Crafting an Artistic Community

Apr 30, 2021

CLArion 2020–2021

Crafting an Artistic Community: An Interview with Fine Arts Academy Director Kathy Neff

If you haven’t heard of the Fine Arts Academy at UMD, it’s an honor to introduce you to a program that has opened its metaphorical arms again and again to the community.

The Fine Arts Academy, established in 2005, grew out of the Music Academy, a community music program administered by UMD’s Department of Music. Now a professional unit within the College of Liberal Arts, the Fine Arts Academy offers high-quality arts instruction to students ranging from children to adults and encompasses all skill levels.

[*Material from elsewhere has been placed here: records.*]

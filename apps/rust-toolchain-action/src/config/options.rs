//! Fully resolved installation options.

use std::fmt;
use std::str::FromStr;

use clap::ValueEnum;
use serde::Deserialize;

use crate::errors::ActionError;

/// Named bundle of default components installed with a toolchain.
///
/// See <https://rust-lang.github.io/rustup/concepts/profiles.html>.
#[derive(Debug, Clone, Copy, Default, PartialEq, Eq, Hash, Deserialize, ValueEnum)]
#[serde(rename_all = "lowercase")]
pub enum Profile {
    /// `rustc`, `rust-std` and `cargo` only.
    Minimal,
    /// `minimal` plus `rust-docs`, `rustfmt` and `clippy`.
    #[default]
    Default,
    /// Every component available for the toolchain.
    Complete,
}

impl Profile {
    /// Returns the profile name as understood by `rustup set profile`.
    #[must_use = "returns the profile name without side effects"]
    pub fn as_str(self) -> &'static str {
        match self {
            Self::Minimal => "minimal",
            Self::Default => "default",
            Self::Complete => "complete",
        }
    }
}

impl fmt::Display for Profile {
    fn fmt(&self, f: &mut fmt::Formatter<'_>) -> fmt::Result {
        f.write_str(self.as_str())
    }
}

impl FromStr for Profile {
    type Err = ActionError;

    fn from_str(s: &str) -> Result<Self, Self::Err> {
        match s {
            "minimal" => Ok(Self::Minimal),
            "default" => Ok(Self::Default),
            "complete" => Ok(Self::Complete),
            other => Err(ActionError::invalid_input(
                "profile",
                format!("expected one of minimal, default, complete, got \"{other}\""),
            )),
        }
    }
}

/// Options handed to `rustup`, with every default applied.
///
/// Built once per run by [`RawConfig::resolve`](super::RawConfig::resolve).
/// The installer later flips `no_self_update` and `allow_downgrade`.
#[derive(Debug, Clone, PartialEq, Eq)]
pub struct ResolvedOptions {
    pub toolchain: String,
    pub profile: Profile,
    pub components: Vec<String>,
    pub targets: Vec<String>,
    pub set_default: bool,
    pub set_override: bool,
    pub force: bool,
    /// Pass `--no-self-update` because rustup was updated earlier in this run.
    pub no_self_update: bool,
    /// Pass `--allow-downgrade` so a nightly missing a component is skipped.
    pub allow_downgrade: bool,
}
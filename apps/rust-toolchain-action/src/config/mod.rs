//! Configuration for a single toolchain installation.
//!
//! ## Module Structure
//!
//! - [`raw`] - Per-source optional settings and the merge rules between sources
//! - [`options`] - Resolved, fully defaulted options and the [`Profile`] enum
//! - [`toolchain_file`] - `rust-toolchain.toml` / `rust-toolchain` discovery
//!
//! ## Precedence
//!
//! Command line values and CI inputs form the base. A toolchain file found in
//! the working directory is merged on top of it, so values pinned by the
//! project win over values passed to the action.

pub mod options;
pub mod raw;
pub mod toolchain_file;

use std::path::Path;

use tracing::debug;

pub use options::{Profile, ResolvedOptions};
pub use raw::RawConfig;

use crate::errors::ActionError;

/// Overlays the toolchain file found in `dir`, if any, on top of `base`.
///
/// # Errors
///
/// Returns an error if a toolchain file exists but cannot be read or parsed.
pub fn apply_toolchain_file(base: RawConfig, dir: &Path) -> Result<RawConfig, ActionError> {
    match toolchain_file::locate(dir) {
        Some(path) => {
            debug!("Using toolchain file {}", path.display());
            let declared = toolchain_file::load(&path)?;
            Ok(base.merge(declared))
        }
        None => Ok(base),
    }
}
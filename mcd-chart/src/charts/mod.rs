//! Chart renderers.
//!
//! A chart turns its pipeline's output into marks on a [`DrawTarget`] sized to
//! its container. Rendering always starts from an empty target: the caller
//! clears it first (see [`crate::trigger::ResponsiveChart`]).

pub mod bar;
pub mod parallel;
pub mod scatter;
pub mod stream;

use crate::canvas::{Anchor, DrawTarget, Mark, TextStyle};
use crate::viewport::Viewport;
use mcd_data::stream::StreamData;

pub use bar::BarChart;
pub use parallel::ParallelChart;
pub use scatter::ScatterChart;
pub use stream::StreamChart;

/// 1rem
pub(crate) const TITLE_SIZE: f64 = 16.0;
/// .9rem
pub(crate) const LABEL_SIZE: f64 = 14.4;
/// .75rem
pub(crate) const SMALL_SIZE: f64 = 12.0;

/// Prepared chart input. Empty data is never drawn.
pub trait Dataset {
    fn is_empty(&self) -> bool;
}

impl<T> Dataset for Vec<T> {
    fn is_empty(&self) -> bool {
        Vec::is_empty(self)
    }
}

impl Dataset for StreamData {
    fn is_empty(&self) -> bool {
        StreamData::is_empty(self)
    }
}

pub trait Chart {
    type Data: Dataset;

    /// Id of the draw target this chart owns, e.g. `"bar-svg"`.
    fn target_id(&self) -> &'static str;

    /// Draw `data` into an already cleared `target` of the given size.
    fn render(&mut self, data: &Self::Data, size: Viewport, target: &mut dyn DrawTarget);
}

/// Bold title centred above the plot at `y`.
pub(crate) fn draw_title(target: &mut dyn DrawTarget, size: Viewport, y: f64, text: &str) {
    target.draw(Mark::Text {
        x: size.width / 2.0,
        y,
        content: text.to_string(),
        style: TextStyle::new(TITLE_SIZE, Anchor::Middle).bold(),
    });
}

pub(crate) fn draw_x_label(target: &mut dyn DrawTarget, x: f64, y: f64, text: &str) {
    target.draw(Mark::Text {
        x,
        y,
        content: text.to_string(),
        style: TextStyle::new(LABEL_SIZE, Anchor::Middle),
    });
}

/// Vertical label; `centre_y` is the screen y it is centred on.
pub(crate) fn draw_y_label(target: &mut dyn DrawTarget, centre_y: f64, x: f64, text: &str) {
    target.draw(Mark::Text {
        x: -centre_y,
        y: x,
        content: text.to_string(),
        style: TextStyle::new(LABEL_SIZE, Anchor::Middle).rotated(-90.0),
    });
}
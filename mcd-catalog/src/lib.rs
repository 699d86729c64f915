//! Raw record types and CSV loader for the music catalog dataset.
//!
//! Every chart pipeline starts here: rows are projected through typed field
//! coercions into [`RawRecord`]s without validation. Deciding which rows are
//! usable is left to each pipeline in `mcd-data`.

pub mod coerce;
pub mod error;
pub mod loader;
pub mod record;

pub use error::LoadError;
pub use loader::{parse_records, parse_records_str, read_records};
pub use record::{Column, RawRecord};
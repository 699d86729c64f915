//! Thin async wrappers over browser APIs.

use wasm_bindgen::{JsCast, JsValue};
use wasm_bindgen_futures::JsFuture;

fn js_error(value: JsValue) -> String {
    value
        .as_string()
        .unwrap_or_else(|| format!("{:?}", value))
}

/// GET `url` and return the body as text.
pub async fn fetch_text(url: &str) -> Result<String, String> {
    let window = web_sys::window().ok_or_else(|| "window object not found".to_string())?;
    let response = JsFuture::from(window.fetch_with_str(url))
        .await
        .map_err(js_error)?;
    let response: web_sys::Response = response.dyn_into().map_err(js_error)?;
    if !response.ok() {
        return Err(format!("HTTP {} fetching {}", response.status(), url));
    }
    let body = JsFuture::from(response.text().map_err(js_error)?)
        .await
        .map_err(js_error)?;
    body.as_string()
        .ok_or_else(|| format!("response body of {} is not text", url))
}

/// Resolve after `ms` milliseconds.
pub async fn sleep_ms(ms: u64) {
    let promise = js_sys::Promise::new(&mut |resolve, _reject| {
        let scheduled = web_sys::window().map(|window| {
            window.set_timeout_with_callback_and_timeout_and_arguments_0(&resolve, ms as i32)
        });
        if !matches!(scheduled, Some(Ok(_))) {
            let _ = resolve.call0(&JsValue::NULL);
        }
    });
    let _ = JsFuture::from(promise).await;
}

/// Milliseconds since the epoch.
pub fn now_ms() -> f64 {
    js_sys::Date::now()
}

/// A seed for per-mount jitter when none is configured.
pub fn random_seed() -> u64 {
    (js_sys::Math::random() * u64::MAX as f64) as u64
}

Its mission is to deepen the lives of its students and enrich the communities it serves through programs centered in arts education and engagement.

Kathy Neff, the director of the Fine Arts Academy since its inception, was first hired as a teaching specialist for the Music Academy in 1994. A few years later, she joined the Music Department faculty as an adjunct instructor to pursue her passion for teaching.

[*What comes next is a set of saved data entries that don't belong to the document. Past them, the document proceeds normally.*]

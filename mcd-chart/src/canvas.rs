//! Draw targets.
//!
//! Charts never look up their surface by a global id: each render call gets
//! the target it owns as `&mut dyn DrawTarget`. [`SvgCanvas`] keeps the marks
//! in memory and serializes them to an SVG document on demand.

use crate::viewport::Viewport;

/// Paint attributes shared by shape marks. `None` means "not set".
#[derive(Debug, Clone, PartialEq, Default)]
pub struct Style {
    pub fill: Option<String>,
    pub stroke: Option<String>,
    pub stroke_width: Option<f64>,
    pub opacity: Option<f64>,
}

impl Style {
    pub fn fill(color: impl Into<String>) -> Self {
        Style {
            fill: Some(color.into()),
            ..Style::default()
        }
    }

    pub fn stroke(color: impl Into<String>, width: f64) -> Self {
        Style {
            fill: Some("none".to_string()),
            stroke: Some(color.into()),
            stroke_width: Some(width),
            ..Style::default()
        }
    }

    pub fn with_stroke(mut self, color: impl Into<String>, width: f64) -> Self {
        self.stroke = Some(color.into());
        self.stroke_width = Some(width);
        self
    }

    pub fn with_opacity(mut self, opacity: f64) -> Self {
        self.opacity = Some(opacity);
        self
    }
}

#[derive(Debug, Clone, Copy, PartialEq, Eq)]
pub enum Anchor {
    Start,
    Middle,
    End,
}

impl Anchor {
    fn as_svg(self) -> &'static str {
        match self {
            Anchor::Start => "start",
            Anchor::Middle => "middle",
            Anchor::End => "end",
        }
    }
}

#[derive(Debug, Clone, PartialEq)]
pub struct TextStyle {
    /// Pixels
    pub size: f64,
    pub anchor: Anchor,
    pub bold: bool,
    /// Rotation in degrees around the origin; `x`/`y` are in the rotated frame.
    pub rotate: Option<f64>,
}

impl TextStyle {
    pub fn new(size: f64, anchor: Anchor) -> Self {
        TextStyle {
            size,
            anchor,
            bold: false,
            rotate: None,
        }
    }

    pub fn bold(mut self) -> Self {
        self.bold = true;
        self
    }

    pub fn rotated(mut self, degrees: f64) -> Self {
        self.rotate = Some(degrees);
        self
    }
}

/// One drawn primitive.
#[derive(Debug, Clone, PartialEq)]
pub enum Mark {
    Rect {
        x: f64,
        y: f64,
        width: f64,
        height: f64,
        style: Style,
    },
    Circle {
        cx: f64,
        cy: f64,
        r: f64,
        style: Style,
    },
    Line {
        x1: f64,
        y1: f64,
        x2: f64,
        y2: f64,
        style: Style,
    },
    /// Open path through `points`.
    Polyline { points: Vec<(f64, f64)>, style: Style },
    /// Closed area.
    Polygon { points: Vec<(f64, f64)>, style: Style },
    Text {
        x: f64,
        y: f64,
        content: String,
        style: TextStyle,
    },
    /// Horizontal gradient definition, referenced as `url(#id)`.
    LinearGradient { id: String, stops: Vec<(f64, String)> },
}

/// A vector surface a chart exclusively owns and rewrites.
pub trait DrawTarget {
    /// Identifier of the surface. Charts sharing a page need distinct ids,
    /// see [`crate::host::instance_id`].
    fn id(&self) -> &str;
    /// Discard everything drawn so far.
    fn clear(&mut self);
    fn draw(&mut self, mark: Mark);
    fn marks(&self) -> &[Mark];
}

/// In-memory draw target that serializes to SVG.
#[derive(Debug, Clone, PartialEq, Default)]
pub struct SvgCanvas {
    id: String,
    marks: Vec<Mark>,
}

impl SvgCanvas {
    pub fn new(id: impl Into<String>) -> Self {
        SvgCanvas {
            id: id.into(),
            marks: Vec::new(),
        }
    }

    pub fn is_empty(&self) -> bool {
        self.marks.is_empty()
    }

    /// Serialize to a standalone `<svg>` element of the given size.
    pub fn to_svg(&self, size: Viewport) -> String {
        let mut svg = format!(
            r#"<svg id="{}" xmlns="http://www.w3.org/2000/svg" width="{}" height="{}" viewBox="0 0 {} {}" font-family="sans-serif">"#,
            escape(&self.id),
            size.width,
            size.height,
            size.width,
            size.height
        );
        svg.push('\n');
        for mark in &self.marks {
            svg.push_str("  ");
            svg.push_str(&mark_to_svg(mark));
            svg.push('\n');
        }
        svg.push_str("</svg>\n");
        svg
    }
}

impl DrawTarget for SvgCanvas {
    fn id(&self) -> &str {
        &self.id
    }

    fn clear(&mut self) {
        self.marks.clear();
    }

    fn draw(&mut self, mark: Mark) {
        self.marks.push(mark);
    }

    fn marks(&self) -> &[Mark] {
        &self.marks
    }
}

fn escape(s: &str) -> String {
    s.replace('&', "&amp;")
        .replace('<', "&lt;")
        .replace('>', "&gt;")
        .replace('"', "&quot;")
}

fn style_attrs(style: &Style) -> String {
    let mut out = String::new();
    if let Some(fill) = &style.fill {
        out.push_str(&format!(r#" fill="{}""#, escape(fill)));
    }
    if let Some(stroke) = &style.stroke {
        out.push_str(&format!(r#" stroke="{}""#, escape(stroke)));
    }
    if let Some(width) = style.stroke_width {
        out.push_str(&format!(r#" stroke-width="{}""#, width));
    }
    if let Some(opacity) = style.opacity {
        out.push_str(&format!(r#" opacity="{}""#, opacity));
    }
    out
}

fn points_attr(points: &[(f64, f64)]) -> String {
    points
        .iter()
        .map(|(x, y)| format!("{:.2},{:.2}", x, y))
        .collect::<Vec<_>>()
        .join(" ")
}

fn mark_to_svg(mark: &Mark) -> String {
    match mark {
        Mark::Rect {
            x,
            y,
            width,
            height,
            style,
        } => format!(
            r#"<rect x="{:.2}" y="{:.2}" width="{:.2}" height="{:.2}"{}/>"#,
            x,
            y,
            width,
            height,
            style_attrs(style)
        ),
        Mark::Circle { cx, cy, r, style } => format!(
            r#"<circle cx="{:.2}" cy="{:.2}" r="{}"{}/>"#,
            cx,
            cy,
            r,
            style_attrs(style)
        ),
        Mark::Line {
            x1,
            y1,
            x2,
            y2,
            style,
        } => format!(
            r#"<line x1="{:.2}" y1="{:.2}" x2="{:.2}" y2="{:.2}"{}/>"#,
            x1,
            y1,
            x2,
            y2,
            style_attrs(style)
        ),
        Mark::Polyline { points, style } => format!(
            r#"<polyline points="{}"{}/>"#,
            points_attr(points),
            style_attrs(style)
        ),
        Mark::Polygon { points, style } => format!(
            r#"<polygon points="{}"{}/>"#,
            points_attr(points),
            style_attrs(style)
        ),
        Mark::Text {
            x,
            y,
            content,
            style,
        } => {
            let transform = style
                .rotate
                .map(|deg| format!(r#" transform="rotate({})""#, deg))
                .unwrap_or_default();
            let weight = if style.bold { r#" font-weight="bold""# } else { "" };
            format!(
                r#"<text x="{:.2}" y="{:.2}" font-size="{}" text-anchor="{}"{}{}>{}</text>"#,
                x,
                y,
                style.size,
                style.anchor.as_svg(),
                weight,
                transform,
                escape(content)
            )
        }
        Mark::LinearGradient { id, stops } => {
            let stops: String = stops
                .iter()
                .map(|(offset, color)| {
                    format!(
                        r#"<stop offset="{}%" stop-color="{}"/>"#,
                        (offset * 100.0).round(),
                        escape(color)
                    )
                })
                .collect();
            format!(
                r#"<defs><linearGradient id="{}" x1="0%" x2="100%" y1="0%" y2="0%">{}</linearGradient></defs>"#,
                escape(id),
                stops
            )
        }
    }
}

I recently conversed with Neff about the Fine Arts Academy. 

How has COVID-19 affected the Fine Arts Academy’s work?

With COVID-related safety measures in place, we have created distance-learning programs that still give the feeling of an engaged learning experience while maintaining safe environments for our families and teachers. However, much about learning to do an art form is experiential. You feel the clay in your hands as it spins on a wheel; you hear and respond to an exquisite phrase played by a member of your quintet. When we are not able to collaborate or learn in communal spaces, it can be challenging to fully absorb all that the artistic moment has to offer. It’s not like teachers can reach out and correct a hand position or posture when they can’t see the whole student.

Likewise, without the opportunity to rehearse with their friends and enjoy the joys of concerts, competitions, and tours, some students are experiencing great losses. We had to put our Digital Art Workshop on hold this year, but I am maintaining relationships with our partners at Lincoln Park Middle School in order to continue to work with them when the time is right.

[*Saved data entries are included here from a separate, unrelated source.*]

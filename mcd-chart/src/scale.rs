//! Scales mapping data values to pixel positions.
//!
//! The behaviour follows the d3 scales the dashboard was designed around:
//! linear and log scales interpolate a continuous domain, band and point
//! scales lay out discrete categories.

/// Nice tick values covering `[start, stop]`, roughly `count` of them.
///
/// Steps are 1, 2 or 5 times a power of ten.
pub fn ticks(start: f64, stop: f64, count: usize) -> Vec<f64> {
    if !start.is_finite() || !stop.is_finite() || count == 0 {
        return Vec::new();
    }
    if start == stop {
        return vec![start];
    }
    let (lo, hi) = (start.min(stop), start.max(stop));
    let raw_step = (hi - lo) / count as f64;
    let power = raw_step.log10().floor();
    let error = raw_step / 10f64.powf(power);
    let factor = if error >= 50f64.sqrt() {
        10.0
    } else if error >= 10f64.sqrt() {
        5.0
    } else if error >= 2f64.sqrt() {
        2.0
    } else {
        1.0
    };

    if power < 0.0 {
        // Divide by the inverse step to keep decimals like 0.2 exact.
        let inc = 10f64.powf(-power) / factor;
        let first = (lo * inc).ceil() as i64;
        let last = (hi * inc).floor() as i64;
        (first..=last).map(|i| i as f64 / inc).collect()
    } else {
        let step = factor * 10f64.powf(power);
        let first = (lo / step).ceil() as i64;
        let last = (hi / step).floor() as i64;
        (first..=last).map(|i| i as f64 * step).collect()
    }
}

/// `(min, max)` of the finite values, or `None` if there are none.
pub fn extent(values: impl IntoIterator<Item = f64>) -> Option<(f64, f64)> {
    values
        .into_iter()
        .filter(|v| v.is_finite())
        .fold(None, |acc, v| match acc {
            None => Some((v, v)),
            Some((lo, hi)) => Some((lo.min(v), hi.max(v))),
        })
}

#[derive(Debug, Clone, Copy, PartialEq)]
pub struct LinearScale {
    domain: (f64, f64),
    range: (f64, f64),
}

impl LinearScale {
    pub fn new(domain: (f64, f64), range: (f64, f64)) -> Self {
        LinearScale { domain, range }
    }

    pub fn domain(&self) -> (f64, f64) {
        self.domain
    }

    pub fn range(&self) -> (f64, f64) {
        self.range
    }

    /// Map a domain value into the range.
    ///
    /// A collapsed domain (`min == max`) maps everything to the middle of the range.
    pub fn map(&self, value: f64) -> f64 {
        let (d0, d1) = self.domain;
        let (r0, r1) = self.range;
        if d0 == d1 || !(d1 - d0).is_finite() {
            return (r0 + r1) / 2.0;
        }
        r0 + (value - d0) / (d1 - d0) * (r1 - r0)
    }

    pub fn ticks(&self, count: usize) -> Vec<f64> {
        ticks(self.domain.0, self.domain.1, count)
    }
}

/// Base-10 logarithmic scale over a strictly positive domain.
#[derive(Debug, Clone, Copy, PartialEq)]
pub struct LogScale {
    domain: (f64, f64),
    range: (f64, f64),
}

impl LogScale {
    /// Domain floor: observed minima below this are raised to it.
    pub const FLOOR: f64 = 1.0;

    /// Build from an observed extent, guarding against degenerate domains.
    ///
    /// The lower bound is at least [`Self::FLOOR`] and the upper bound at least
    /// one unit above the lower, so `min == max` still spans a usable interval.
    pub fn from_extent(extent: Option<(f64, f64)>, range: (f64, f64)) -> Self {
        let lo = extent.map(|(lo, _)| lo).unwrap_or(Self::FLOOR).max(Self::FLOOR);
        let hi = extent.map(|(_, hi)| hi).unwrap_or(lo + 1.0).max(lo + 1.0);
        LogScale {
            domain: (lo, hi),
            range,
        }
    }

    pub fn domain(&self) -> (f64, f64) {
        self.domain
    }

    pub fn range(&self) -> (f64, f64) {
        self.range
    }

    /// Map a value; non-positive inputs are read as the domain's lower bound.
    pub fn map(&self, value: f64) -> f64 {
        let (d0, d1) = self.domain;
        let (r0, r1) = self.range;
        let v = if value > 0.0 { value } else { d0 };
        let span = d1.ln() - d0.ln();
        if span == 0.0 || !span.is_finite() {
            return (r0 + r1) / 2.0;
        }
        r0 + (v.ln() - d0.ln()) / span * (r1 - r0)
    }

    /// Powers of ten inside the domain, or linear ticks when fewer than two fit.
    pub fn ticks(&self, count: usize) -> Vec<f64> {
        let (lo, hi) = self.domain;
        let first = (lo.log10() - 1e-9).ceil() as i32;
        let last = (hi.log10() + 1e-9).floor() as i32;
        if last - first + 1 >= 2 {
            let powers: Vec<f64> = (first..=last).map(|p| 10f64.powi(p)).collect();
            if powers.len() <= count.max(2) * 2 {
                return powers;
            }
            let stride = powers.len().div_ceil(count.max(1));
            return powers.into_iter().step_by(stride).collect();
        }
        ticks(lo, hi, count)
    }
}

/// Discrete categories laid out as equal bands, with rounded pixel edges.
#[derive(Debug, Clone, PartialEq)]
pub struct BandScale {
    domain: Vec<String>,
    start: f64,
    step: f64,
    bandwidth: f64,
}

impl BandScale {
    /// `padding` is used for both the inner gaps and the outer edges.
    pub fn new(domain: Vec<String>, range: (f64, f64), padding: f64) -> Self {
        let n = domain.len() as f64;
        let (lo, hi) = (range.0.min(range.1), range.0.max(range.1));
        let step = ((hi - lo) / (n - padding + 2.0 * padding).max(1.0)).floor();
        let start = (lo + (hi - lo - step * (n - padding)) * 0.5).round();
        let bandwidth = (step * (1.0 - padding)).round();
        BandScale {
            domain,
            start,
            step,
            bandwidth,
        }
    }

    /// Left edge of the band for `key`.
    pub fn position(&self, key: &str) -> Option<f64> {
        self.domain
            .iter()
            .position(|k| k == key)
            .map(|i| self.start + self.step * i as f64)
    }

    pub fn bandwidth(&self) -> f64 {
        self.bandwidth
    }

    pub fn domain(&self) -> &[String] {
        &self.domain
    }
}

/// Evenly spaced points for `n` categories (a band scale with zero bandwidth).
#[derive(Debug, Clone, Copy, PartialEq)]
pub struct PointScale {
    start: f64,
    step: f64,
}

impl PointScale {
    pub fn new(n: usize, range: (f64, f64), padding: f64) -> Self {
        let (r0, r1) = range;
        let n = n as f64;
        let step = (r1 - r0) / (n - 1.0 + 2.0 * padding).max(1.0);
        let start = r0 + (r1 - r0 - step * (n - 1.0)) * 0.5;
        PointScale { start, step }
    }

    pub fn position(&self, index: usize) -> f64 {
        self.start + self.step * index as f64
    }
}

#[cfg(test)]
mod tests {
    use super::*;

    #[test]
    fn ticks_use_nice_steps() {
        assert_eq!(ticks(0.0, 10.0, 5), vec![0.0, 2.0, 4.0, 6.0, 8.0, 10.0]);
        assert_eq!(ticks(0.0, 1.0, 4), vec![0.0, 0.2, 0.4, 0.6, 0.8, 1.0]);
        assert_eq!(ticks(78.0, 100.0, 10), vec![78.0, 80.0, 82.0, 84.0, 86.0, 88.0, 90.0, 92.0, 94.0, 96.0, 98.0, 100.0]);
        assert_eq!(ticks(5.0, 5.0, 4), vec![5.0]);
        assert!(ticks(f64::NAN, 1.0, 4).is_empty());
    }

    #[test]
    fn extent_skips_non_finite() {
        assert_eq!(extent(vec![3.0, f64::NAN, -1.0, 7.0]), Some((-1.0, 7.0)));
        assert_eq!(extent(Vec::<f64>::new()), None);
    }

    #[test]
    fn linear_maps_and_inverts_range() {
        let y = LinearScale::new((0.0, 10.0), (300.0, 50.0));
        assert_eq!(y.map(0.0), 300.0);
        assert_eq!(y.map(10.0), 50.0);
        assert_eq!(y.map(5.0), 175.0);
    }

    #[test]
    fn linear_collapsed_domain_maps_to_midpoint() {
        let y = LinearScale::new((42.0, 42.0), (300.0, 50.0));
        assert_eq!(y.map(42.0), 175.0);
    }

    #[test]
    fn log_domain_never_degenerates() {
        let s = LogScale::from_extent(Some((500.0, 500.0)), (300.0, 50.0));
        let (lo, hi) = s.domain();
        assert_eq!(lo, 500.0);
        assert!(hi >= lo + 1.0);
        let y = s.map(500.0);
        assert!(y.is_finite());
        assert_eq!(y, 300.0);
    }

    #[test]
    fn log_floor_and_non_positive_inputs() {
        let s = LogScale::from_extent(Some((0.0, 1_000.0)), (100.0, 0.0));
        assert_eq!(s.domain(), (1.0, 1_000.0));
        assert!(s.map(0.0).is_finite());
        assert_eq!(s.map(0.0), 100.0);
        assert!((s.map(10.0) - 100.0 * 2.0 / 3.0).abs() < 1e-9);

        let empty = LogScale::from_extent(None, (100.0, 0.0));
        assert_eq!(empty.domain(), (1.0, 2.0));
    }

    #[test]
    fn log_ticks_are_powers_of_ten() {
        let s = LogScale::from_extent(Some((1_000.0, 10_000_000.0)), (100.0, 0.0));
        assert_eq!(s.ticks(4), vec![1e3, 1e4, 1e5, 1e6, 1e7]);
        let narrow = LogScale::from_extent(Some((500.0, 900.0)), (100.0, 0.0));
        assert_eq!(narrow.ticks(4), vec![500.0, 600.0, 700.0, 800.0, 900.0]);
    }

    #[test]
    fn band_scale_rounds_like_range_round() {
        let keys: Vec<String> = (0..10).map(|i| format!("k{}", i)).collect();
        let x = BandScale::new(keys, (60.0, 780.0), 0.1);
        // step = floor(720 / 10.1) = 71, start = round(60 + (720 - 71 * 9.9) / 2) = 69
        assert_eq!(x.position("k0"), Some(69.0));
        assert_eq!(x.position("k1"), Some(140.0));
        assert_eq!(x.bandwidth(), 64.0);
        assert_eq!(x.position("missing"), None);
    }

    #[test]
    fn point_scale_pads_outer_edges() {
        let x = PointScale::new(6, (0.0, 550.0), 0.25);
        // step = 550 / 5.5 = 100, start = (550 - 500) / 2 = 25
        assert_eq!(x.position(0), 25.0);
        assert_eq!(x.position(5), 525.0);
    }
}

Please tell me more about the Digital Art Workshop. 

In the Digital Art Workshop, the brainchild of Associate Professor Joellyn Rock (Art and Design), Rock teaches a course integrating digital art tools and techniques into pedagogy for the next generation of art teachers. During their course, art education majors mentor and guide middle school youth while designing storyboards, and their themed collages are later turned into animated shorts. Students also have a terrific opportunity to work with Lisa Fitzpatrick and Dan Fitzpatrick in the MADD Lab, putting stories to life with green screen technology, creative tools, and the imaginative synergy of college students working with area youth.

After six weeks of guidance and teamwork, we celebrate with a public showcase in the Tweed Museum of Art. Family, friends, and students come together for a premiere screening of student work, demonstrations of animation techniques, and a celebration of creative accomplishments.

Are there any showcases that stand out in your memory?

The 2018 Digital Art Workshop was spectacular in that our showcase ended up on the same night as a Tweed exhibition opening. We held our celebration, demos, and showcase in classrooms but came down to the Tweed to see an out of this world exhibition of contemporary Native American artists. The kids were in awe of Jonathan Thunder’s room size animation, as well as the Intersection exhibition featuring close to twenty additional Native American artists.

What was so special about attending that opening with the kids is that the Museum was packed full of people, many of them Native Americans. A few of the workshop kids were also Native American, and we were all there to celebrate the work of these incredible artists.

The Academy has had a longstanding partnership with Lincoln Park Middle School through the Community School Collaborative, so to see the kids at UMD with their parents, as well as their school art teacher, Chrissy Valento who is a UMD alumna, after they celebrated their own exhibition of work was something I'll never forget. It was an evening of joy, artistry, family connections, and pride; it really encapsulated the essence of community.